You are viewing a plain text version of this content. The canonical link for it is here.
Posted to solr-user@lucene.apache.org by Karen Loughran <k....@qub.ac.uk> on 2008/01/14 15:30:28 UTC

field:(-null) returns records where field was not specified


Hi all,

We are indexing different types of documents, some with certain fields set and 
some without, some fields sometimes in both.

If a particular field is missing in a newly added record, I would have 
expected the query:

field_name:(-null)

not to return this particular record in the response, ie, I'm assuming the 
field is set to null.

But the response we see includes empty docs:

......
....
..
<doc>
 </doc>
<doc>
 </doc>
<doc>
 </doc>
etc, etc....
..
....

Can someone explain why field_name:(-null) returns the records where 
field_name is missing ?

We note that if we do the range operation we can get a response without the 
records with no field_name:

field_name:[* TO *]

Many thanks
Karen

Re: field:(-null) returns records where field was not specified

Posted by Karen Loughran <k....@qub.ac.uk>.
Thanks Chris, this is useful, we can you the query format you suggest,

Karen

On Tuesday 15 January 2008 01:13:14 Chris Hostetter wrote:
> Several things in this thread should be clarified (note: order of
> quotations munged for clarity)...
>
> : I had read this page.  But I'm not using the "NOT" operator,  I'm using
> : the "-" operator.  I'm assuming there is a subtle difference between them
> : in that NOT qualifies something else, hence needs 2 terms.  Isn't the "-"
> : operator supposed to be a complement to the "+" operator, ie. excludes
> : something rather than requiring it ?
>
> "The NOT operator" and "the - operator" are in fact the same thing ... the
> duplicate syntax comes from Lucene trying to appease people that
> want boolean style operator synta (AND/OR/NOT) even though the query
> parser is not a boolean syntax.
>
> : > Have you seen this page?
> : > http://lucene.apache.org/java/docs/queryparsersyntax.html
> : >
> : > From that page:
> : > Note: The NOT operator cannot be used with just one term. For example,
> : > the following search will return no results:
> : > NOT "jakarta apache"
>
> In Solr, the query parser can in fact support purely negative queries, by
> internally transforming the query, this is noted on the Solr query syntax
> wiki...
>
> http://wiki.apache.org/solr/SolrQuerySyntax
>
> : > > field_name:(-null)
>
> "null" is not a special keyword, if you look at the debugging output when
> doing that query you'll see that it is the same as:   -field_name:null
> ... which is a search for all docs containing the string "null" in the
> field "field_name".
>
> : The *:* (star colon star) means "all records". The trick is to use (*:*
> : AND -field:[* TO *]).

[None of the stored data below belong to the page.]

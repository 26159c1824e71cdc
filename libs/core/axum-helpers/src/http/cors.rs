use axum::http::{HeaderValue, Method, header};
use std::io;
use std::time::Duration;
use tower_http::cors::{AllowOrigin, CorsLayer};

/// CORS layer for the given origins.
///
/// Fails when the list is empty or an origin is not a valid header value.
/// Allows GET, POST, PUT, DELETE and OPTIONS with JSON content headers and
/// exposes `Location` so browsers can follow created resources.
pub fn create_cors_layer(origins: &[String]) -> io::Result<CorsLayer> {
    if origins.is_empty() {
        return Err(io::Error::new(
            io::ErrorKind::InvalidInput,
            "CORS_ALLOWED_ORIGIN is required. Example: CORS_ALLOWED_ORIGIN=http://localhost:3000,https://shop.example.com",
        ));
    }

    let allowed = origins
        .iter()
        .map(|origin| origin.parse::<HeaderValue>())
        .collect::<Result<Vec<_>, _>>()
        .map_err(|e| {
            io::Error::new(
                io::ErrorKind::InvalidInput,
                format!("Invalid CORS_ALLOWED_ORIGIN value: {}", e),
            )
        })?;

    Ok(CorsLayer::new()
        .allow_origin(AllowOrigin::list(allowed))
        .allow_methods([
            Method::GET,
            Method::POST,
            Method::PUT,
            Method::DELETE,
            Method::OPTIONS,
        ])
        .allow_headers([header::CONTENT_TYPE, header::ACCEPT])
        .expose_headers([header::LOCATION])
        .max_age(Duration::from_secs(3600)))
}

#[cfg(test)]
mod tests {
    use super::*;

    #[test]
    fn test_empty_origins_are_rejected() {
        let err = create_cors_layer(&[]).unwrap_err();
        assert!(err.to_string().contains("CORS_ALLOWED_ORIGIN"));
    }

    #[test]
    fn test_invalid_origin_is_rejected() {
        let err = create_cors_layer(&["http://bad\norigin".to_string()]).unwrap_err();
        assert_eq!(err.kind(), io::ErrorKind::InvalidInput);
    }

    #[test]
    fn test_valid_origins() {
        assert!(
            create_cors_layer(&[
                "http://localhost:3000".to_string(),
                "https://shop.example.com".to_string()
            ])
            .is_ok()
        );
    }
}
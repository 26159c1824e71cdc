pub use sea_orm_migration::prelude::*;

mod m20260301_000001_create_categories;
mod m20260301_000002_create_tags;
mod m20260301_000003_create_products;
mod m20260301_000004_create_product_tags;
mod m20260301_000005_create_reviews;

pub struct Migrator;

#[async_trait::async_trait]
impl MigratorTrait for Migrator {
    fn migrations() -> Vec<Box<dyn MigrationTrait>> {
        vec![
            Box::new(m20260301_000001_create_categories::Migration),
            Box::new(m20260301_000002_create_tags::Migration),
            Box::new(m20260301_000003_create_products::Migration),
            Box::new(m20260301_000004_create_product_tags::Migration),
            Box::new(m20260301_000005_create_reviews::Migration),
        ]
    }
}
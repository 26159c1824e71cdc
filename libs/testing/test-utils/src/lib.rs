//! Shared test utilities for domain testing
//!
//! This crate provides reusable test infrastructure for the catalog crates:
//! - `TestDatabase`: PostgreSQL container with migrations applied (feature: "postgres")
//! - `TestDataBuilder`: Deterministic test data generation (always available)
//! - `assertions`: Custom assertion helpers (always available)
//!
//! # Usage
//!
//! ```rust,no_run
//! use test_utils::{TestDatabase, TestDataBuilder};
//!
//! #[tokio::test]
//! async fn my_postgres_test() {
//!     let db = TestDatabase::new().await;
//!     let builder = TestDataBuilder::from_test_name("my_test");
//!
//!     let category = builder.name("category", "main");
//! }
//! ```

#[cfg(feature = "postgres")]
mod postgres;

#[cfg(feature = "postgres")]
pub use postgres::TestDatabase;

/// Builder for test data with deterministic randomization
///
/// This ensures tests are reproducible by using seeded data.
pub struct TestDataBuilder {
    seed: u64,
}

impl TestDataBuilder {
    pub fn new(seed: u64) -> Self {
        Self { seed }
    }

    /// Create from test name (generates seed from test name hash)
    ///
    /// ```
    /// use test_utils::TestDataBuilder;
    ///
    /// let builder = TestDataBuilder::from_test_name("test_create_product");
    /// ```
    pub fn from_test_name(name: &str) -> Self {
        use std::collections::hash_map::DefaultHasher;
        use std::hash::{Hash, Hasher};

        let mut hasher = DefaultHasher::new();
        name.hash(&mut hasher);
        Self::new(hasher.finish())
    }

    /// Generate a unique name for testing
    ///
    /// ```
    /// use test_utils::TestDataBuilder;
    ///
    /// let builder = TestDataBuilder::new(7);
    /// assert_eq!(builder.name("tag", "main"), "test-tag-7-main");
    /// ```
    pub fn name(&self, prefix: &str, suffix: &str) -> String {
        format!("test-{}-{}-{}", prefix, self.seed, suffix)
    }

    /// Star rating in `1..=5` derived from the seed and an offset
    pub fn stars(&self, offset: u64) -> i32 {
        (self.seed.wrapping_add(offset) % 5) as i32 + 1
    }
}

/// Test assertion helpers
pub mod assertions {
    /// Assert that an optional value is Some
    pub fn assert_some<T>(value: Option<T>, context: &str) -> T {
        value.unwrap_or_else(|| panic!("{}: expected Some, got None", context))
    }

    /// Assert that two floats agree to within `1e-9`
    pub fn assert_close(actual: f64, expected: f64, context: &str) {
        assert!(
            (actual - expected).abs() < 1e-9,
            "{}: expected {}, got {}",
            context,
            expected,
            actual
        );
    }
}

#[cfg(test)]
mod tests {
    use super::*;

    #[test]
    fn test_data_builder_deterministic() {
        let builder1 = TestDataBuilder::new(42);
        let builder2 = TestDataBuilder::new(42);

        assert_eq!(builder1.name("tag", "test"), builder2.name("tag", "test"));
        assert_eq!(builder1.stars(3), builder2.stars(3));
    }

    #[test]
    fn test_data_builder_different_names() {
        let builder1 = TestDataBuilder::from_test_name("test1");
        let builder2 = TestDataBuilder::from_test_name("test2");

        assert_ne!(builder1.name("tag", "a"), builder2.name("tag", "a"));
    }

    #[test]
    fn test_stars_stay_in_range() {
        let builder = TestDataBuilder::from_test_name("stars");

        for offset in 0..20 {
            assert!((1..=5).contains(&builder.stars(offset)));
        }
    }
}
use sea_orm_migration::{prelude::*, schema::*};

use crate::m20260301_000001_create_categories::Categories;

#[derive(DeriveMigrationName)]
pub struct Migration;

#[async_trait::async_trait]
impl MigrationTrait for Migration {
    async fn up(&self, manager: &SchemaManager) -> Result<(), DbErr> {
        manager
            .create_table(
                Table::create()
                    .table(Products::Table)
                    .if_not_exists()
                    .col(pk_auto(Products::Id))
                    .col(string_len(Products::Title, 255))
                    .col(text(Products::Description).default(""))
                    .col(decimal_len(Products::Price, 12, 2))
                    .col(integer(Products::CategoryId))
                    .foreign_key(
                        ForeignKey::create()
                            .name("fk_products_category_id")
                            .from(Products::Table, Products::CategoryId)
                            .to(Categories::Table, Categories::Id)
                            .on_delete(ForeignKeyAction::Restrict)
                            .on_update(ForeignKeyAction::Cascade),
                    )
                    .to_owned(),
            )
            .await?;

        manager
            .create_index(
                Index::create()
                    .name("idx_products_category_id")
                    .table(Products::Table)
                    .col(Products::CategoryId)
                    .to_owned(),
            )
            .await?;

        manager
            .get_connection()
            .execute_unprepared(
                "ALTER TABLE products ADD CONSTRAINT products_price_non_negative CHECK (price >= 0)",
            )
            .await?;

        Ok(())
    }

    async fn down(&self, manager: &SchemaManager) -> Result<(), DbErr> {
        manager
            .drop_table(Table::drop().table(Products::Table).to_owned())
            .await
    }
}

#[derive(DeriveIden)]
pub enum Products {
    Table,
    Id,
    Title,
    Description,
    Price,
    CategoryId,
}
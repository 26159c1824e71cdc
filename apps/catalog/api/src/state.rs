//! Application state management.
//!
//! Shared state handed to the app-level routers. Domain routers build their
//! own `Arc`ed services from it and apply that state themselves.

use database::postgres::DatabaseConnection;

/// Shared application state.
///
/// Cloning is cheap: the connection is a pooled handle.
#[derive(Clone)]
pub struct AppState {
    /// Application configuration loaded from environment variables
    pub config: crate::config::Config,
    /// PostgreSQL database connection pool
    pub db: DatabaseConnection,
}
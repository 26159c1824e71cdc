//! Reusable OpenAPI responses so every handler documents errors the same way.

use super::ErrorResponse;
#[allow(unused_imports)]
use serde_json::json;
use utoipa::ToResponse;

#[derive(ToResponse)]
#[response(
    description = "Internal Server Error",
    content_type = "application/json",
    example = json!({
        "code": 5001,
        "error": "INTERNAL_ERROR",
        "message": "An internal server error occurred"
    })
)]
pub struct InternalServerErrorResponse(pub ErrorResponse);

#[derive(ToResponse)]
#[response(
    description = "Bad Request - Validation Error",
    content_type = "application/json",
    example = json!({
        "code": 1001,
        "error": "VALIDATION_ERROR",
        "message": "Request validation failed",
        "details": {
            "stars": [{
                "code": "range",
                "message": null,
                "params": {"min": 1.0, "max": 5.0, "value": 7}
            }]
        }
    })
)]
pub struct BadRequestValidationResponse(pub ErrorResponse);

#[derive(ToResponse)]
#[response(
    description = "Bad Request - Invalid id",
    content_type = "application/json",
    example = json!({
        "code": 1002,
        "error": "INVALID_ID",
        "message": "Invalid id: abc"
    })
)]
pub struct BadRequestIdResponse(pub ErrorResponse);

#[derive(ToResponse)]
#[response(
    description = "Resource not found",
    content_type = "application/json",
    example = json!({
        "code": 1004,
        "error": "NOT_FOUND",
        "message": "Tag with id 7 not found"
    })
)]
pub struct NotFoundResponse(pub ErrorResponse);

#[derive(ToResponse)]
#[response(
    description = "Conflict - Resource is still referenced",
    content_type = "application/json",
    example = json!({
        "code": 1008,
        "error": "CONFLICT",
        "message": "Category 3 still has 2 products"
    })
)]
pub struct ConflictResponse(pub ErrorResponse);
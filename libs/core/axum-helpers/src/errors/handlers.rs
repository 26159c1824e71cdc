use axum::{http::StatusCode, response::Response};

use super::{ErrorCode, error_response};

/// Router fallback for unknown paths.
pub async fn not_found() -> Response {
    error_response(
        StatusCode::NOT_FOUND,
        "The requested resource was not found",
        ErrorCode::NotFound,
    )
}
/// Errors raised while connecting to or probing the database
#[derive(Debug, thiserror::Error)]
pub enum DatabaseError {
    #[error("Health check failed: {0}")]
    HealthCheckFailed(String),

    #[error("Migration error: {0}")]
    MigrationError(String),
}

pub type DatabaseResult<T> = Result<T, DatabaseError>;
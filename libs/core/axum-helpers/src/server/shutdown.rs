use std::sync::Arc;
use std::sync::atomic::{AtomicBool, Ordering};
use tokio::signal;
use tokio::sync::broadcast;
use tracing::{error, info};

/// Broadcasts a single shutdown notification to every subscriber.
#[derive(Clone)]
pub struct ShutdownCoordinator {
    tx: broadcast::Sender<()>,
    shutdown_initiated: Arc<AtomicBool>,
}

impl ShutdownCoordinator {
    pub fn new() -> (Self, broadcast::Receiver<()>) {
        let (tx, rx) = broadcast::channel(1);
        let coordinator = Self {
            tx,
            shutdown_initiated: Arc::new(AtomicBool::new(false)),
        };
        (coordinator, rx)
    }

    pub fn subscribe(&self) -> broadcast::Receiver<()> {
        self.tx.subscribe()
    }

    pub fn is_shutting_down(&self) -> bool {
        self.shutdown_initiated.load(Ordering::Relaxed)
    }

    /// Notify subscribers. Only the first call has an effect.
    pub fn shutdown(&self) {
        if self
            .shutdown_initiated
            .compare_exchange(false, true, Ordering::SeqCst, Ordering::SeqCst)
            .is_ok()
        {
            info!("Initiating graceful shutdown");
            let _ = self.tx.send(());
        }
    }

    /// Block until SIGINT or SIGTERM, then [`shutdown`](Self::shutdown).
    pub async fn wait_for_signal(&self) {
        shutdown_signal().await;
        self.shutdown();
    }
}

impl Default for ShutdownCoordinator {
    fn default() -> Self {
        Self::new().0
    }
}

/// Resolves on SIGINT (Ctrl+C) or SIGTERM.
///
/// If a handler cannot be installed the error is logged and that signal is
/// never observed.
pub async fn shutdown_signal() {
    let ctrl_c = async {
        if let Err(e) = signal::ctrl_c().await {
            error!("Failed to listen for Ctrl+C: {}", e);
            std::future::pending::<()>().await;
        }
    };

    #[cfg(unix)]
    let terminate = async {
        match signal::unix::signal(signal::unix::SignalKind::terminate()) {
            Ok(mut sigterm) => {
                sigterm.recv().await;
            }
            Err(e) => {
                error!("Failed to install SIGTERM handler: {}", e);
                std::future::pending::<()>().await;
            }
        }
    };

    #[cfg(not(unix))]
    let terminate = std::future::pending::<()>();

    tokio::select! {
        _ = ctrl_c => info!("Received SIGINT, shutting down"),
        _ = terminate => info!("Received SIGTERM, shutting down"),
    }
}
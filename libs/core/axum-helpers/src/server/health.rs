use axum::{Json, Router, extract::State, http::StatusCode, routing::get};
use core_config::AppInfo;
use futures::future::join_all;
use serde::Serialize;
use serde_json::{Map, Value, json};
use std::future::Future;
use std::pin::Pin;
use utoipa::ToSchema;

#[derive(Debug, Serialize, ToSchema)]
pub struct HealthResponse {
    pub status: &'static str,
    pub name: &'static str,
    pub version: &'static str,
}

/// A boxed readiness probe.
pub type HealthCheckFuture<'a> = Pin<Box<dyn Future<Output = Result<(), String>> + Send + 'a>>;

/// Run named probes concurrently.
///
/// Responds 200 `{"status": "ready", "<name>": "connected", ...}` when every
/// probe passes, otherwise 503 with `"not ready"` and the failed probes
/// marked `"disconnected"`.
///
/// ```ignore
/// run_health_checks(vec![(
///     "database",
///     Box::pin(async { check_health(&db).await.map_err(|e| e.to_string()) }),
/// )])
/// .await
/// ```
pub async fn run_health_checks(checks: Vec<(&str, HealthCheckFuture<'_>)>) -> (StatusCode, Json<Value>) {
    let (names, probes): (Vec<_>, Vec<_>) = checks.into_iter().unzip();
    let results = join_all(probes).await;

    let mut body = Map::new();
    let mut all_healthy = true;

    for (name, result) in names.into_iter().zip(results) {
        let state = match result {
            Ok(()) => "connected",
            Err(e) => {
                tracing::error!(check = name, error = %e, "Readiness check failed");
                all_healthy = false;
                "disconnected"
            }
        };
        body.insert(name.to_string(), json!(state));
    }

    body.insert(
        "status".to_string(),
        json!(if all_healthy { "ready" } else { "not ready" }),
    );

    let status = if all_healthy {
        StatusCode::OK
    } else {
        StatusCode::SERVICE_UNAVAILABLE
    };

    (status, Json(Value::Object(body)))
}

async fn health_handler(State(app): State<AppInfo>) -> Json<HealthResponse> {
    Json(HealthResponse {
        status: "healthy",
        name: app.name,
        version: app.version,
    })
}

/// `GET /health`: liveness with the binary's name and version.
pub fn health_router(app_info: AppInfo) -> Router {
    Router::new()
        .route("/health", get(health_handler))
        .with_state(app_info)
}

#[cfg(test)]
mod tests {
    use super::*;
    use axum::body::Body;
    use axum::http::Request;
    use http_body_util::BodyExt;
    use tower::ServiceExt;

    #[tokio::test]
    async fn test_health_router_reports_app_info() {
        let app = health_router(AppInfo {
            name: "catalog_api",
            version: "1.2.3",
        });

        let response = app
            .oneshot(Request::builder().uri("/health").body(Body::empty()).unwrap())
            .await
            .unwrap();
        assert_eq!(response.status(), StatusCode::OK);

        let bytes = response.into_body().collect().await.unwrap().to_bytes();
        let body: Value = serde_json::from_slice(&bytes).unwrap();
        assert_eq!(
            body,
            json!({"status": "healthy", "name": "catalog_api", "version": "1.2.3"})
        );
    }

    #[tokio::test]
    async fn test_run_health_checks_all_pass() {
        let probe: HealthCheckFuture = Box::pin(async { Ok(()) });
        let (status, Json(body)) = run_health_checks(vec![("database", probe)]).await;

        assert_eq!(status, StatusCode::OK);
        assert_eq!(body, json!({"status": "ready", "database": "connected"}));
    }

    #[tokio::test]
    async fn test_run_health_checks_failure_is_503() {
        let probe: HealthCheckFuture = Box::pin(async { Err("connection refused".to_string()) });
        let (status, Json(body)) = run_health_checks(vec![("database", probe)]).await;

        assert_eq!(status, StatusCode::SERVICE_UNAVAILABLE);
        assert_eq!(body["status"], "not ready");
        assert_eq!(body["database"], "disconnected");
    }
}
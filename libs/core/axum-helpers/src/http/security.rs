use axum::{
    extract::Request,
    http::{
        HeaderValue,
        header::{self, HeaderName},
    },
    middleware::Next,
    response::Response,
};

const PERMISSIONS_POLICY: HeaderName = HeaderName::from_static("permissions-policy");

/// Adds hardening headers to every response:
/// - X-Content-Type-Options: nosniff
/// - X-Frame-Options: DENY
/// - Referrer-Policy: strict-origin-when-cross-origin
/// - Permissions-Policy: geolocation=(), microphone=(), camera=()
pub async fn security_headers(request: Request, next: Next) -> Response {
    let mut response = next.run(request).await;

    let headers = response.headers_mut();
    headers.insert(
        header::X_CONTENT_TYPE_OPTIONS,
        HeaderValue::from_static("nosniff"),
    );
    headers.insert(header::X_FRAME_OPTIONS, HeaderValue::from_static("DENY"));
    headers.insert(
        header::REFERRER_POLICY,
        HeaderValue::from_static("strict-origin-when-cross-origin"),
    );
    headers.insert(
        PERMISSIONS_POLICY,
        HeaderValue::from_static("geolocation=(), microphone=(), camera=()"),
    );

    response
}

#[cfg(test)]
mod tests {
    use super::*;
    use axum::{Router, body::Body, middleware, routing::get};
    use tower::ServiceExt;

    #[tokio::test]
    async fn test_security_headers_are_added() {
        let app = Router::new()
            .route("/", get(|| async { "ok" }))
            .layer(middleware::from_fn(security_headers));

        let response = app
            .oneshot(
                axum::http::Request::builder()
                    .uri("/")
                    .body(Body::empty())
                    .unwrap(),
            )
            .await
            .unwrap();

        let headers = response.headers();
        assert_eq!(headers[header::X_CONTENT_TYPE_OPTIONS], "nosniff");
        assert_eq!(headers[header::X_FRAME_OPTIONS], "DENY");
        assert!(headers.contains_key("permissions-policy"));
    }
}
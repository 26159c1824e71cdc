use axum_helpers::server::{close_postgres, create_production_app, health_router};
use core_config::tracing::{init_tracing, install_color_eyre};
use database::postgres::{connect_with_retry, run_migrations};
use std::time::Duration;
use tracing::info;

mod api;
mod config;
mod openapi;
mod state;

use config::Config;
use state::AppState;

#[tokio::main]
async fn main() -> eyre::Result<()> {
    // Install color-eyre first for colored error output (before any fallible operations)
    install_color_eyre();

    // Load configuration from environment variables
    let config = Config::from_env()?;

    // Initialize tracing with ErrorLayer for span trace capture
    init_tracing(&config.environment);

    let db = connect_with_retry(config.database.clone(), None)
        .await
        .map_err(|e| eyre::eyre!("PostgreSQL connection failed: {}", e))?;

    run_migrations::<migration::Migrator>(&db, config.app.name).await?;

    let state = AppState { config, db };

    // Build router with API routes (pass reference, not ownership!)
    let api_routes = api::routes(&state);

    // create_router adds docs/middleware to our composed routes
    let router = axum_helpers::create_router::<openapi::ApiDoc>(api_routes, &state.config.server)?;

    // - /health: liveness check with app name/version
    // - /ready: readiness check against Postgres
    let app = router
        .merge(health_router(state.config.app))
        .merge(api::ready_router(state.clone()));

    info!(
        page_size = state.config.pagination.page_size,
        "Starting catalog API with graceful shutdown (30s timeout)"
    );

    let AppState { config, db } = state;

    create_production_app(
        app,
        &config.server,
        Duration::from_secs(30),
        async move {
            info!("Shutting down: closing database connections");
            close_postgres(db, "catalog").await;
        },
    )
    .await
    .map_err(|e| eyre::eyre!("Server error: {}", e))?;

    info!("Catalog API shutdown complete");
    Ok(())
}
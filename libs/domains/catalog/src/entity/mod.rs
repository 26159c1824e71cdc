//! Sea-ORM entities for the catalog tables.
//!
//! `product_tags` is the junction between products and tags; it carries no
//! REST surface of its own.

pub mod category;
pub mod product;
pub mod product_tag;
pub mod review;
pub mod tag;
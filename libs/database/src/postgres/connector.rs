use sea_orm::{ConnectOptions, Database, DatabaseConnection, DbErr};
use sea_orm_migration::MigratorTrait;
use tracing::info;

use super::PostgresConfig;
use crate::common::{DatabaseError, DatabaseResult, RetryConfig, retry_with_backoff};

pub async fn connect_with_options(options: ConnectOptions) -> Result<DatabaseConnection, DbErr> {
    let max_connections = options.get_max_connections();
    let db = Database::connect(options).await?;
    info!(?max_connections, "Connected to PostgreSQL");
    Ok(db)
}

/// Open a pool, retrying with backoff while the server refuses connections.
///
/// `None` uses [`RetryConfig::default`].
pub async fn connect_with_retry(
    config: PostgresConfig,
    retry_config: Option<RetryConfig>,
) -> Result<DatabaseConnection, DbErr> {
    let options = config.into_connect_options();

    retry_with_backoff(
        || connect_with_options(options.clone()),
        retry_config.unwrap_or_default(),
    )
    .await
}

/// Apply every pending migration of `M`.
///
/// ```ignore
/// run_migrations::<migration::Migrator>(&db, "catalog_api").await?;
/// ```
pub async fn run_migrations<M: MigratorTrait>(
    db: &DatabaseConnection,
    app_name: &str,
) -> DatabaseResult<()> {
    info!(app = app_name, "Running database migrations");
    M::up(db, None)
        .await
        .map_err(|e| DatabaseError::MigrationError(e.to_string()))?;
    info!(app = app_name, "Database migrations applied");
    Ok(())
}

#[cfg(test)]
mod tests {
    use super::*;

    #[tokio::test]
    async fn test_connect_rejects_unsupported_scheme() {
        let result = connect_with_options(ConnectOptions::new("definitely-not-a-database-url")).await;
        assert!(result.is_err());
    }
}
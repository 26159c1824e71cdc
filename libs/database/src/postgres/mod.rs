//! SeaORM pool management, migrations and health probes

mod config;
mod connector;
mod health;

pub use config::PostgresConfig;
pub use connector::{connect_with_options, connect_with_retry, run_migrations};
pub use health::check_health;

pub use sea_orm::{ConnectOptions, DatabaseConnection, DbErr};
pub use sea_orm_migration::MigratorTrait;
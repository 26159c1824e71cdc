use axum::response::{IntoResponse, Response};
use axum_helpers::AppError;
use sea_orm::DbErr;
use std::borrow::Cow;
use thiserror::Error;
use validator::{ValidationError, ValidationErrors};

pub const INVALID_PAGE: &str = "Invalid page.";

#[derive(Debug, Error)]
pub enum CatalogError {
    #[error("{resource} with id {id} not found")]
    NotFound { resource: &'static str, id: i32 },

    /// A payload points at a row that does not exist
    #[error("Invalid reference: {0}")]
    InvalidReference(ValidationErrors),

    #[error("Invalid page.")]
    InvalidPage,

    #[error("Category {id} still has {products} product(s)")]
    CategoryInUse { id: i32, products: u64 },

    #[error("Database error: {0}")]
    Database(#[from] DbErr),
}

pub type CatalogResult<T> = Result<T, CatalogError>;

impl CatalogError {
    pub fn not_found(resource: &'static str, id: i32) -> Self {
        Self::NotFound { resource, id }
    }

    /// One `does_not_exist` field error per id, keyed like a validation failure.
    pub fn missing_reference(field: &'static str, ids: &[i32]) -> Self {
        let mut errors = ValidationErrors::new();
        for id in ids {
            let mut error = ValidationError::new("does_not_exist").with_message(Cow::Owned(
                format!("Invalid pk \"{}\" - object does not exist.", id),
            ));
            error.add_param(Cow::Borrowed("value"), id);
            errors.add(field, error);
        }
        Self::InvalidReference(errors)
    }
}

/// Convert CatalogError to AppError for standardized error responses
impl From<CatalogError> for AppError {
    fn from(err: CatalogError) -> Self {
        match err {
            CatalogError::NotFound { .. } => AppError::NotFound(err.to_string()),
            CatalogError::InvalidReference(errors) => AppError::ValidationError(errors),
            CatalogError::InvalidPage => AppError::NotFound(INVALID_PAGE.to_string()),
            CatalogError::CategoryInUse { .. } => AppError::Conflict(err.to_string()),
            CatalogError::Database(e) => AppError::Database(e),
        }
    }
}

impl IntoResponse for CatalogError {
    fn into_response(self) -> Response {
        AppError::from(self).into_response()
    }
}

#[cfg(test)]
mod tests {
    use super::*;
    use axum::http::StatusCode;

    #[test]
    fn test_not_found_message_names_resource() {
        let err = CatalogError::not_found("Tag", 7);
        assert_eq!(err.to_string(), "Tag with id 7 not found");
        assert!(matches!(
            AppError::from(err),
            AppError::NotFound(msg) if msg == "Tag with id 7 not found"
        ));
    }

    #[test]
    fn test_missing_reference_is_a_field_error() {
        let err = CatalogError::missing_reference("category_id", &[9]);
        let AppError::ValidationError(errors) = AppError::from(err) else {
            panic!("expected a validation error");
        };

        let field_errors = errors.field_errors();
        let entry = &field_errors["category_id"][0];
        assert_eq!(entry.code, "does_not_exist");
        assert_eq!(
            entry.message.as_deref(),
            Some("Invalid pk \"9\" - object does not exist.")
        );
        assert_eq!(entry.params["value"], 9);
    }

    #[test]
    fn test_missing_reference_lists_every_id() {
        let CatalogError::InvalidReference(errors) = CatalogError::missing_reference("tags", &[3, 8])
        else {
            panic!("expected an invalid reference");
        };
        assert_eq!(errors.field_errors()["tags"].len(), 2);
    }

    #[test]
    fn test_status_codes() {
        let cases = [
            (CatalogError::InvalidPage, StatusCode::NOT_FOUND),
            (
                CatalogError::CategoryInUse { id: 1, products: 2 },
                StatusCode::CONFLICT,
            ),
            (
                CatalogError::Database(DbErr::Custom("boom".into())),
                StatusCode::INTERNAL_SERVER_ERROR,
            ),
            (
                CatalogError::missing_reference("tags", &[3]),
                StatusCode::BAD_REQUEST,
            ),
        ];

        for (err, status) in cases {
            assert_eq!(err.into_response().status(), status);
        }
    }

    #[test]
    fn test_invalid_page_message() {
        assert!(matches!(
            AppError::from(CatalogError::InvalidPage),
            AppError::NotFound(msg) if msg == "Invalid page."
        ));
    }
}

It's silly, but there it is.
>
> as i mentioned, you can do pure wildcard queries now, so a simple search
> for -field_name:[* TO *] will find all docs that have no indexed values
> for that field at all.
>
> : A performance note: we switched from empty fields to fields with a
> : standard 'empty' value. This way we don't have to do a range check to
> : find records with empty fields.
>
> Your milage may vary depending on how many docs you have with "no value"
> ... this also issn't practical when dealing with numeric, boolean, or date
> based fields.  (and depending on how much churn there is in your index,
> the filterCache can probably make the difference negliable on average
> anyway).
>
>
>
>
> -Hoss



RE: field:(-null) returns records where field was not specified

Posted by Chris Hostetter <ho...@fucit.org>.
Several things in this thread should be clarified (note: order of 
quotations munged for clarity)...

: I had read this page.  But I'm not using the "NOT" operator,  I'm using the
: "-" operator.  I'm assuming there is a subtle difference between them in
: that NOT qualifies something else, hence needs 2 terms.  Isn't the "-" 
: operator supposed to be a complement to the "+" operator, ie. excludes
: something rather than requiring it ?

"The NOT operator" and "the - operator" are in fact the same thing ... the 
duplicate syntax comes from Lucene trying to appease people that 
want boolean style operator synta (AND/OR/NOT) even though the query 
parser is not a boolean syntax.

: > Have you seen this page?
: > http://lucene.apache.org/java/docs/queryparsersyntax.html
: >
: > From that page:
: > Note: The NOT operator cannot be used with just one term. For example, 
: > the following search will return no results:
: > NOT "jakarta apache"

In Solr, the query parser can in fact support purely negative queries, by 
internally transforming the query, this is noted on the Solr query syntax 
wiki...

http://wiki.apache.org/solr/SolrQuerySyntax

: > > field_name:(-null)

"null" is not a special keyword, if you look at the debugging output when 
doing that query you'll see that it is the same as:   -field_name:null  
... which is a search for all docs containing the string "null" in the 
field "field_name".

: The *:* (star colon star) means "all records". The trick is to use (*:* AND
: -field:[* TO *]). It's silly, but there it is.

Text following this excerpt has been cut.